There’s a saying, “People quit bosses, not their jobs.” If you feel you can’t get along or work with your new manager, reconsider the position. “I was once in the middle of interviewing for a job with my potential manager, and his manager walked in the room and started reprimanding him,” says Dawn Rosenberg McKay, the Career Planning Guide at About.com. “I knew right then I couldn’t work for either of them.”

4.  You’re Unqualified

It’s possible you’ll be offered a position that puts you in over your head. This could happen if you misrepresented your skills in the interview—like if you’re an IT developer, saying you have application development skills when you don’t. Think twice about scheming your way into a position: Chances are you’ll end up crashing and burning your bridges. But don’t sell yourself short. Rosenberg McKay says that if the recruiter wants to hire you after you’ve been honest in an interview, it shows that she thinks you can get the job done.

5.  You’re Overqualified
If you’re taking a position you’re overqualified for, question your reason for pursuing the position in the first place. If it’s only out of financial necessity, you could end up taking a step back on your career trajectory. You should apply to positions that foster your professional development.

However, like salary cuts, accepting a lower position to make a career change or get in the door at an employer you’re dying to work is not a bad idea.
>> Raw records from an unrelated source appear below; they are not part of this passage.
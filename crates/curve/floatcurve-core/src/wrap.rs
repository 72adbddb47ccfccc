//! Wrap modes for evaluation outside the keyframe range.

use std::fmt;
use std::str::FromStr;

use serde::{Deserialize, Serialize};

/// Policy for times before the first or after the last keyframe.
///
/// Only clamping and looping change evaluation. Legacy mode names and numeric
/// codes decode to `Clamp` unless they name `Loop`.
#[derive(Clone, Copy, Debug, Default, PartialEq, Eq, Hash, Serialize, Deserialize)]
#[serde(rename_all = "lowercase", from = "RawWrapMode")]
pub enum WrapMode {
    /// Hold the boundary keyframe's value.
    #[default]
    Clamp,
    /// Repeat the keyframe range periodically.
    Loop,
}

/// Numeric code the legacy curve format used for looping.
const LEGACY_LOOP_CODE: i64 = 2;

impl WrapMode {
    /// Decode a legacy numeric wrap code. Only `2` loops.
    pub fn from_code(code: i64) -> Self {
        if code == LEGACY_LOOP_CODE {
            WrapMode::Loop
        } else {
            WrapMode::Clamp
        }
    }

    /// Decode a mode name, case-insensitively. Unknown names clamp.
    pub fn from_name(name: &str) -> Self {
        if name.trim().eq_ignore_ascii_case("loop") {
            WrapMode::Loop
        } else {
            WrapMode::Clamp
        }
    }

    #[inline]
    pub fn is_loop(self) -> bool {
        self == WrapMode::Loop
    }

    pub fn as_str(self) -> &'static str {
        match self {
            WrapMode::Clamp => "clamp",
            WrapMode::Loop => "loop",
        }
    }
}

impl fmt::Display for WrapMode {
    fn fmt(&self, f: &mut fmt::Formatter<'_>) -> fmt::Result {
        f.write_str(self.as_str())
    }
}

impl FromStr for WrapMode {
    type Err = std::convert::Infallible;

    fn from_str(s: &str) -> Result<Self, Self::Err> {
        Ok(match s.trim().parse::<i64>() {
            Ok(code) => WrapMode::from_code(code),
            Err(_) => WrapMode::from_name(s),
        })
    }
}

#[derive(Deserialize)]
#[serde(untagged)]
enum RawWrapMode {
    Code(i64),
    Name(String),
}

impl From<RawWrapMode> for WrapMode {
    fn from(raw: RawWrapMode) -> Self {
        match raw {
            RawWrapMode::Code(code) => WrapMode::from_code(code),
            RawWrapMode::Name(name) => WrapMode::from_name(&name),
        }
    }
}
Make sure your intentions are good, and the new position is propelling your career in the right direction.

6.  The Company Has Had Layoffs Lately
If the company recently experienced layoffs, you could be setting yourself up for disaster. “This is why it’s important to research the employer,” says Rosenberg McKay. “If you accept a position and then are laid off weeks or months later, you take energy away from your job search.” It’s better to just keep moving full steam ahead toward a secure position.